**What you need to do**
How many separate lines of the data contain "println"? Give the count and nothing else.

Data extracted from a collection:
- - - - - - -

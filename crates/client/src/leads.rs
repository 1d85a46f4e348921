//! Lead-generation form submission.

use ledgerdesk_core::leads::{ChecklistRequest, ConsultationRequest, StepForm, Wizard};
use reqwest::Method;
use tracing::info;

use crate::client::{PortalClient, send_unit};
use crate::error::ClientResult;

impl PortalClient {
    /// `POST /api/consultation`.
    ///
    /// Every step is validated first; an incomplete form is never sent.
    pub async fn submit_consultation(
        &self,
        wizard: &Wizard<ConsultationRequest>,
    ) -> ClientResult<()> {
        self.submit_lead(wizard, "/api/consultation", "Failed to submit consultation request")
            .await?;
        info!("consultation request submitted");
        Ok(())
    }

    /// `POST /api/checklist`.
    ///
    /// Every step is validated first; an incomplete form is never sent.
    pub async fn submit_checklist(&self, wizard: &Wizard<ChecklistRequest>) -> ClientResult<()> {
        self.submit_lead(wizard, "/api/checklist", "Failed to submit checklist").await?;
        info!("financial checklist submitted");
        Ok(())
    }

    async fn submit_lead<F>(&self, wizard: &Wizard<F>, path: &str, fallback: &str) -> ClientResult<()>
    where
        F: StepForm + serde::Serialize + Sync,
    {
        let form = wizard.submission()?;
        let builder = self.request(Method::POST, path).json(form);
        send_unit(builder, fallback).await
    }
}
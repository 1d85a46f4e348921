use std::path::Path;

use anyhow::Result;
use ledgerdesk_core::content::ContentDraft;

use super::{Context, read_json};

pub async fn blog(ctx: &Context) -> Result<()> {
    let posts = ctx.client()?.list_blog_posts().await?;
    if posts.is_empty() {
        println!("No posts yet");
    }
    for post in &posts {
        let date = post
            .published_at
            .map_or_else(|| "draft".to_string(), |at| at.format("%Y-%m-%d").to_string());
        println!("{date}  {}  ({})", post.title, post.slug);
        if !post.excerpt.is_empty() {
            println!("            {}", post.excerpt);
        }
    }
    Ok(())
}

pub async fn publish(ctx: &Context, file: &Path) -> Result<()> {
    let draft: ContentDraft = read_json(file)?;
    ctx.client()?.publish_content(&draft).await?;
    println!("Published {:?} section \"{}\"", draft.section, draft.title.trim());
    Ok(())
}
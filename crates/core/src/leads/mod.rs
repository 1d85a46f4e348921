//! Gated lead-generation forms.
//!
//! Each form is a tagged record per step, walked by a [`Wizard`] that only
//! advances past valid steps.

pub mod checklist;
pub mod consultation;
pub mod contact;
mod rules;
pub mod wizard;

pub use checklist::{BookkeepingStatus, ChecklistInfo, ChecklistRequest, ChecklistStep, EntityType};
pub use consultation::{
    CompanyInfo, ConsultationDetails, ConsultationRequest, ConsultationStep, ServiceKind,
};
pub use contact::{ContactInfo, ContactMethod};
pub use wizard::{LeadFieldError, LeadFormError, StepForm, Wizard};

- - - - - - -

**Solution below**
4